IN THE UNITED STATES DISTRICT COURT FOR THE DISTRICT OF MARYLAND
CORPORATE UNIVERSE, INC., Plaintiff,
v.
EMRY CAPITAL GROUP, INC., BAYERN INDUSTRIES, LLC, Civil Action No. ELH-20-2925 MICHAEL DOBBS, MINA MAR MARKING GROUP, INC.,
Defendants.
MEMORANDUM
Plaintiff Corporate Universe, Inc. (“COUV”) filed suit against a host of defendants, seeking cancellation of shares of common stock of COUV that were allegedly issued improperly to defendants, without consideration. ECF 1 (“Complaint); ECF 6 (“First Amended Complaint” or “FAC”). In particular, the defendants are Michael Dobbs; Emry Capital Group, Inc. (“Emry”); Bayern Industries, LLC (“Bayern”); and Mina Mar Marketing Group, Inc. (“Mina”).1 The action “is instituted pursuant to 17 C.F.R. § 230.144 (Rule 144 of the Securities Act of 1933).” ECF 6, ¶ 1. Plaintiff has included several exhibits with the suit. In the First Amended Complaint, plaintiff seeks declaratory (Count I) and injunctive relief (Count II) to “remedy COUV’s injury from the improper issuance of inordinate amounts of company stock issued in exchange for zero consideration.” Id. ¶ 12. Thus, plaintiff asks the Court to issue a “declaration that the shares issued were void for want of consideration.” Id.
1 Dobbs was added as a defendant in the First Amended Complaint. Emry, Bayern, and Mina have not responded to the suit. See Docket. At the request of plaintiff (ECF 20), the Clerk entered an order of default as to the three defendants, pursuant to Fed. R. Civ. P. 55(a). See ECF 23. Notice of Default is docketed at ECF 24. Plaintiff subsequently filed a motion for default judgment as to Emry, Bayern, and Mina. ECF 25 (“Motion for Default”).
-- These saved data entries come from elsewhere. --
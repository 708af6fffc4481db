//! # Report Module
//!
//! Per-file results of a run, a summary over them, and an optional JSON
//! report written to disk.

use std::fs;
use std::path::{Path, PathBuf};
use std::time::Duration;

use anyhow::{Context, Result};
use serde::{Deserialize, Serialize};

use crate::reconciler::HeaderStatus;

/// Information about a processed file for reporting
#[derive(Debug, Clone, PartialEq, Eq, Serialize, Deserialize)]
pub struct FileReport {
  /// Path to the file
  #[serde(with = "path_serialization")]
  pub path: PathBuf,
  /// Header state found before any change
  pub status: HeaderStatus,
  /// What was done (or, in check mode, what would be done)
  pub action: FileAction,
  /// Whether new content was written to disk
  pub written: bool,
}

/// Possible actions taken on a file
#[derive(Debug, Clone, Copy, PartialEq, Eq, Serialize, Deserialize)]
#[serde(rename_all = "lowercase")]
pub enum FileAction {
  /// The license block was prepended
  Added,
  /// The existing leading block comment was replaced
  Replaced,
  /// The header was already correct
  #[serde(rename = "none")]
  NoActionNeeded,
}

impl From<HeaderStatus> for FileAction {
  fn from(status: HeaderStatus) -> Self {
    match status {
      HeaderStatus::Correct => FileAction::NoActionNeeded,
      HeaderStatus::Missing => FileAction::Added,
      HeaderStatus::Incorrect => FileAction::Replaced,
    }
  }
}

mod path_serialization {
  use std::path::{Path, PathBuf};

  use serde::{Deserialize, Deserializer, Serializer};

  pub fn serialize<S>(path: &Path, serializer: S) -> Result<S::Ok, S::Error>
  where
    S: Serializer,
  {
    serializer.serialize_str(&path.to_string_lossy())
  }

  pub fn deserialize<'de, D>(deserializer: D) -> Result<PathBuf, D::Error>
  where
    D: Deserializer<'de>,
  {
    let s = String::deserialize(deserializer)?;
    Ok(PathBuf::from(s))
  }
}

/// Summary of the processing results
#[derive(Debug, Clone, PartialEq, Serialize)]
pub struct ProcessingSummary {
  /// Total number of files examined
  pub total_files: usize,
  /// Files whose header was already correct
  pub files_correct: usize,
  /// Files without a leading block comment
  pub files_missing: usize,
  /// Files whose leading block comment differed
  pub files_incorrect: usize,
  /// Files rewritten on disk
  pub files_written: usize,
  /// Total processing time
  #[serde(skip_serializing)]
  pub processing_time: Duration,
  /// Processing time in seconds for serialization
  #[serde(rename = "processing_time_seconds")]
  pub processing_time_secs: f64,
}

impl ProcessingSummary {
  /// Create a ProcessingSummary from a collection of FileReports
  pub fn from_reports(files: &[FileReport], processing_time: Duration) -> Self {
    let mut summary = Self {
      total_files: files.len(),
      files_correct: 0,
      files_missing: 0,
      files_incorrect: 0,
      files_written: 0,
      processing_time,
      processing_time_secs: processing_time.as_secs_f64(),
    };

    for file in files {
      match file.status {
        HeaderStatus::Correct => summary.files_correct += 1,
        HeaderStatus::Missing => summary.files_missing += 1,
        HeaderStatus::Incorrect => summary.files_incorrect += 1,
      }
      if file.written {
        summary.files_written += 1;
      }
    }

    summary
  }

  /// Files that needed (or received) a new header.
  pub const fn files_changed(&self) -> usize {
    self.files_missing + self.files_incorrect
  }
}

#[derive(Serialize)]
struct JsonReport<'a> {
  summary: &'a ProcessingSummary,
  files: &'a [FileReport],
}

/// Renders the JSON report document.
pub fn render_json_report(files: &[FileReport], summary: &ProcessingSummary) -> Result<String> {
  serde_json::to_string_pretty(&JsonReport { summary, files }).context("Failed to serialize JSON report")
}

/// Writes the JSON report to `output_path`.
pub fn write_json_report(output_path: &Path, files: &[FileReport], summary: &ProcessingSummary) -> Result<()> {
  let content = render_json_report(files, summary)?;
  fs::write(output_path, content).with_context(|| format!("Failed to write report to {}", output_path.display()))
}
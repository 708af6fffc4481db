#![allow(dead_code)]

use std::fs;
use std::path::{Path, PathBuf};

use anyhow::Result;
use tempfile::TempDir;

/// The license text used throughout the integration tests.
pub const LICENSE_TEXT: &str = "Copyright 2012 Example Corp.\n\nLicensed under the Apache License, Version 2.0.\n";

/// The commented block rendered from [`LICENSE_TEXT`].
pub const LICENSE_BLOCK: &str =
  "/**\n * Copyright 2012 Example Corp.\n *\n * Licensed under the Apache License, Version 2.0.\n */\n";

/// A scratch project with a license file at `license.template`.
pub struct Project {
  pub dir: TempDir,
}

impl Project {
  pub fn new() -> Result<Self> {
    let dir = tempfile::tempdir()?;
    fs::write(dir.path().join("license.template"), LICENSE_TEXT)?;
    Ok(Self { dir })
  }

  pub fn root(&self) -> &Path {
    self.dir.path()
  }

  pub fn license_path(&self) -> PathBuf {
    self.root().join("license.template")
  }

  /// Writes `content` to `relative`, creating parent directories.
  pub fn write(&self, relative: &str, content: &str) -> Result<PathBuf> {
    let path = self.root().join(relative);
    if let Some(parent) = path.parent() {
      fs::create_dir_all(parent)?;
    }
    fs::write(&path, content)?;
    Ok(path)
  }

  pub fn read(&self, relative: &str) -> Result<String> {
    Ok(fs::read_to_string(self.root().join(relative))?)
  }
}
use std::process::Command;

fn main() {
  embed_build_info();
  set_rerun_conditions();
}

fn embed_build_info() {
  // Short commit hash and commit date for `--version`; "unknown" outside a
  // git checkout so the env! lookups always resolve.
  let git_hash = git_output(&["rev-parse", "--short", "HEAD"]);
  println!("cargo:rustc-env=LICENSEFIX_GIT_HASH={git_hash}");

  let git_date = git_output(&["log", "-1", "--format=%cs"]);
  println!("cargo:rustc-env=LICENSEFIX_GIT_DATE={git_date}");
}

fn git_output(args: &[&str]) -> String {
  Command::new("git")
    .args(args)
    .output()
    .ok()
    .filter(|output| output.status.success())
    .and_then(|output| String::from_utf8(output.stdout).ok())
    .map(|s| s.trim().to_string())
    .filter(|s| !s.is_empty())
    .unwrap_or_else(|| "unknown".to_string())
}

fn set_rerun_conditions() {
  println!("cargo:rerun-if-changed=build.rs");
  println!("cargo:rerun-if-changed=.git/HEAD");
}
//! # licensefix
//!
//! Keeps the license header of every source file in a tree identical to one
//! canonical text.
//!
//! A file's header is the `/** ... */` block comment that opens it (leading
//! whitespace allowed). The comment body is normalized, stripping each line's
//! `*`/space decoration, and compared with the canonical license. Files
//! without a header get the canonical block prepended; files whose header
//! differs have it replaced. Everything after the header is left untouched.
//!
//! ## Usage as a Library
//!
//! ```rust,no_run
//! use std::path::{Path, PathBuf};
//!
//! use licensefix::license::CanonicalLicense;
//! use licensefix::processor::{FileCollector, Processor, ProcessorConfig};
//! use licensefix::reconciler::HeaderStatus;
//!
//! fn main() -> anyhow::Result<()> {
//!   let license = CanonicalLicense::load(Path::new("build_scripts/license.template"))?;
//!
//!   let files = FileCollector::default().collect(&[PathBuf::from("src")])?;
//!
//!   let mut config = ProcessorConfig::new(license);
//!   config.check_only = true;
//!   let reports = Processor::new(config).process_files(files)?;
//!
//!   for report in reports.iter().filter(|r| r.status != HeaderStatus::Correct) {
//!     println!("{} needs a new header", report.path.display());
//!   }
//!   Ok(())
//! }
//! ```
//!
//! The pure transformation is available without touching the filesystem:
//!
//! ```rust
//! use licensefix::license::CanonicalLicense;
//! use licensefix::reconciler::{HeaderStatus, reconcile};
//!
//! let license = CanonicalLicense::from_text("Copyright X");
//! let result = reconcile("class A {}\n", &license);
//! assert_eq!(result.status(), HeaderStatus::Missing);
//! assert_eq!(result.content(), "/**\n * Copyright X\n */\n\nclass A {}\n");
//! ```

pub mod config;
pub mod diff;
pub mod license;
pub mod logging;
pub mod output;
pub mod processor;
pub mod reconciler;
pub mod report;
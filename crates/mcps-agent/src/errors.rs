//! Error types for the conversation layer

use mcps_core::McpError;
use thiserror::Error;

#[derive(Debug, Error)]
pub enum AgentError {
    #[error("Max turns exceeded: {0}")]
    MaxTurnsExceeded(usize),

    #[error("Model error: {0}")]
    Model(String),

    #[error("Model behavior error: {0}")]
    ModelBehavior(String),

    #[error("Agent configuration error: {0}")]
    Configuration(String),

    #[error("Chat cancelled")]
    Cancelled,

    #[error(transparent)]
    Mcp(#[from] McpError),

    #[error("HTTP error: {0}")]
    Http(#[from] reqwest::Error),

    #[error("JSON parsing error: {0}")]
    JsonParse(#[from] serde_json::Error),
}

impl AgentError {
    /// Whether the failure came from the upstream model call
    pub fn is_model_error(&self) -> bool {
        matches!(
            self,
            AgentError::Model(_)
                | AgentError::ModelBehavior(_)
                | AgentError::Http(_)
                | AgentError::JsonParse(_)
        )
    }
}

pub type Result<T> = std::result::Result<T, AgentError>;

#[cfg(test)]
mod tests {
    use super::*;

    #[test]
    fn test_model_error_classification() {
        assert!(AgentError::Model("503".into()).is_model_error());
        assert!(AgentError::ModelBehavior("no choices".into()).is_model_error());
        assert!(!AgentError::MaxTurnsExceeded(10).is_model_error());
        assert!(!AgentError::Configuration("no key".into()).is_model_error());
    }

    #[test]
    fn test_mcp_error_is_transparent() {
        let err: AgentError = McpError::ToolNotFound("add".into()).into();
        assert_eq!(err.to_string(), "Tool not found: add");
    }
}
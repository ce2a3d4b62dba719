//! OpenAI chat completions

use async_trait::async_trait;
use mcps_core::{ConversationMessage, Role, ToolCall, ToolDescriptor};
use serde_json::{json, Value};
use tracing::debug;

use crate::adapter::ModelAdapter;
use crate::errors::{AgentError, Result};
use crate::settings::Settings;
use crate::types::Usage;

pub const DEFAULT_API_BASE: &str = "https://api.openai.com/v1";
pub const DEFAULT_MODEL: &str = "gpt-4o";

/// Parsed chat completion
#[derive(Debug, Clone, Default)]
pub struct OpenAiReply {
    pub id: Option<String>,
    pub content: Option<String>,
    pub tool_calls: Vec<ToolCall>,
    pub usage: Usage,
}

pub struct OpenAiAdapter {
    client: reqwest::Client,
    api_base: String,
    api_key: String,
    model: String,
}

impl OpenAiAdapter {
    pub fn new(api_key: impl Into<String>) -> Result<Self> {
        Ok(Self {
            client: super::http_client()?,
            api_base: DEFAULT_API_BASE.to_string(),
            api_key: api_key.into(),
            model: DEFAULT_MODEL.to_string(),
        })
    }

    /// Adapter configured from `OPENAI_API_KEY` and `OPENAI_API_BASE`
    pub fn from_settings(settings: &Settings) -> Result<Self> {
        let adapter = Self::new(settings.require_openai_key()?)?;
        Ok(match &settings.openai_api_base {
            Some(base) => adapter.with_api_base(base.clone()),
            None => adapter,
        })
    }

    pub fn with_model(mut self, model: impl Into<String>) -> Self {
        self.model = model.into();
        self
    }

    pub fn with_api_base(mut self, url: impl Into<String>) -> Self {
        self.api_base = url.into().trim_end_matches('/').to_string();
        self
    }

    /// Build the request body for `history`
    fn request_body(&self, history: &[ConversationMessage], tools: &Value) -> Value {
        let mut body = json!({
            "model": self.model,
            "messages": to_openai_messages(history),
        });
        if tools.as_array().is_some_and(|t| !t.is_empty()) {
            body["tools"] = tools.clone();
        }
        body
    }
}

/// Convert history to OpenAI message format
fn to_openai_messages(history: &[ConversationMessage]) -> Vec<Value> {
    history
        .iter()
        .map(|message| match message.role {
            Role::Assistant if !message.tool_calls.is_empty() => {
                let calls: Vec<Value> = message
                    .tool_calls
                    .iter()
                    .map(|call| {
                        json!({
                            "id": call.id,
                            "type": "function",
                            "function": {
                                "name": call.name,
                                "arguments": call.arguments.to_string(),
                            }
                        })
                    })
                    .collect();
                let content = if message.content.is_empty() {
                    Value::Null
                } else {
                    json!(message.content)
                };
                json!({
                    "role": "assistant",
                    "content": content,
                    "tool_calls": calls,
                })
            }
            Role::Tool => json!({
                "role": "tool",
                "tool_call_id": message.tool_call_id,
                "content": message.content,
            }),
            role => json!({
                "role": role.as_str(),
                "content": message.content,
            }),
        })
        .collect()
}

/// Parse a chat completion
fn parse_response(response: Value) -> Result<OpenAiReply> {
    let choice = response["choices"]
        .get(0)
        .ok_or_else(|| AgentError::ModelBehavior("No choices in response".to_string()))?;
    let message = &choice["message"];

    let content = message["content"]
        .as_str()
        .filter(|c| !c.is_empty())
        .map(str::to_string);

    let mut tool_calls = Vec::new();
    if let Some(calls) = message["tool_calls"].as_array() {
        for call in calls {
            let id = call["id"]
                .as_str()
                .ok_or_else(|| AgentError::ModelBehavior("Missing tool call id".to_string()))?;
            let function = &call["function"];
            let name = function["name"]
                .as_str()
                .ok_or_else(|| AgentError::ModelBehavior("Missing tool name".to_string()))?;
            let raw_args = function["arguments"].as_str().unwrap_or("{}");
            let arguments: Value = if raw_args.trim().is_empty() {
                json!({})
            } else {
                serde_json::from_str(raw_args).map_err(|e| {
                    AgentError::ModelBehavior(format!("Invalid arguments for {}: {}", name, e))
                })?
            };
            tool_calls.push(ToolCall::new(id, name, arguments));
        }
    }

    let usage = match response["usage"].as_object() {
        Some(u) => Usage {
            requests: 1,
            input_tokens: u["prompt_tokens"].as_u64().unwrap_or(0) as usize,
            output_tokens: u["completion_tokens"].as_u64().unwrap_or(0) as usize,
            total_tokens: u["total_tokens"].as_u64().unwrap_or(0) as usize,
        },
        None => Usage {
            requests: 1,
            ..Usage::default()
        },
    };

    Ok(OpenAiReply {
        id: response["id"].as_str().map(str::to_string),
        content,
        tool_calls,
        usage,
    })
}

#[async_trait]
impl ModelAdapter for OpenAiAdapter {
    type Response = OpenAiReply;

    fn name(&self) -> &str {
        "openai"
    }

    fn model(&self) -> &str {
        &self.model
    }

    fn build_tool_schema(&self, tools: &[ToolDescriptor]) -> Value {
        Value::Array(
            tools
                .iter()
                .map(|t| {
                    json!({
                        "type": "function",
                        "function": {
                            "name": t.name,
                            "description": t.description,
                            "parameters": t.input_schema,
                        }
                    })
                })
                .collect(),
        )
    }

    async fn send(&self, history: &[ConversationMessage], tools: &Value) -> Result<OpenAiReply> {
        let body = self.request_body(history, tools);
        debug!("Calling LLM: {}", self.model);

        let response = self
            .client
            .post(format!("{}/chat/completions", self.api_base))
            .header("Authorization", format!("Bearer {}", self.api_key))
            .header("Content-Type", "application/json")
            .json(&body)
            .send()
            .await?;

        if !response.status().is_success() {
            let status = response.status();
            let error_text = response.text().await.unwrap_or_default();
            return Err(AgentError::Model(format!(
                "LLM API error {}: {}",
                status, error_text
            )));
        }

        let response_json: Value = response.json().await?;
        debug!("LLM response: {:?}", response_json);

        parse_response(response_json)
    }

    fn extract_tool_calls(&self, response: &OpenAiReply) -> Vec<ToolCall> {
        response.tool_calls.clone()
    }

    fn final_text(&self, response: &OpenAiReply) -> String {
        response.content.clone().unwrap_or_default()
    }

    fn usage(&self, response: &OpenAiReply) -> Usage {
        response.usage
    }
}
By Order of August 12, 2021, I granted the Motion for Default as to Emry, Bayern, and Mina, pursuant to Fed. R. Civ. P. 55(b). ECF 26. Now pending is a motion to dismiss filed by Dobbs, pursuant to Fed. R. Civ. P. 12(b)(3) and 28 U.S.C. § 1391, claiming improper venue. ECF 14 (the “Motion”). Plaintiff opposes the Motion. ECF 21. Dobbs has not replied and the time to do so has expired. No hearing is necessary to resolve the motion. Local Rule 105.6. For the reasons that follow, I conclude that venue is not proper in this Court as to defendant Dobbs. Accordingly, I shall transfer the suit as to Dobbs to the United States District Court for the Southern District of New York. I. Background
COUV is a publicly traded Delaware corporation. ECF 6, ¶ 4. Dobbs resides in Bronx, New York. Id. ¶ 7. Emry, Bayern, and Mina are incorporated in Delaware with their principal places of business in Canada. Id. ¶¶ 5, 6, 8. In August 2020, a new Chief Executive Officer was appointed for COUV, and “in the process of compiling COUV’s books and records in order to bring its public securities filings current,” plaintiff “discovered clear evidence that prior management issued millions of shares to
Defendants without any valid consideration paid for such shares.” Id. ¶ 14. Plaintiff alleges that between September 15, 2010 and September 24, 2010, Emry and Mina were each issued a total of 33,333,330 shares of COUV common stock, currently valued at $666,666.60. Id. ¶¶ 17, 19. Between September 15, 2010 and November 5, 2010, Bayern was issued a total of 23,333,330 shares of COUV common stock, currently valued at $466,666.60. Id. ¶ 18. And, on November 5, 2010, Dobbs was issued a total of 10,000,000 shares of COUV common stock, now valued at $200,000. Id. ¶ 20. Collectively, the defendants own a total of 66,666,660 shares of COUV
common stock, valued at $1,333,333.32. Id. ¶ 21. Plaintiff alleges that the “current management and Board of COUV cannot locate any record of evidence of consideration provided by Defendants” for these shares. Id. ¶ 15. Thus, plaintiff “believes that the issuance of shares to the Defendants was void.” Id. II. Standard of Review Section 1391(a) of 28 U.S.C. governs “the venue of all civil actions” in federal court. Under § 1391(b), a civil action may be brought as follows: (1) a judicial district in which any defendant resides, if all defendants are residents of the State in which the district is located;
(2) a judicial district in which a substantial part of the events or omissions giving rise to the claim occurred, or a substantial part of property that is the subject of the action is situated; or
(3) if there is no district in which an action may otherwise be brought as provided in this section, any judicial district in which any defendant is subject to the court's personal jurisdiction with respect to such action.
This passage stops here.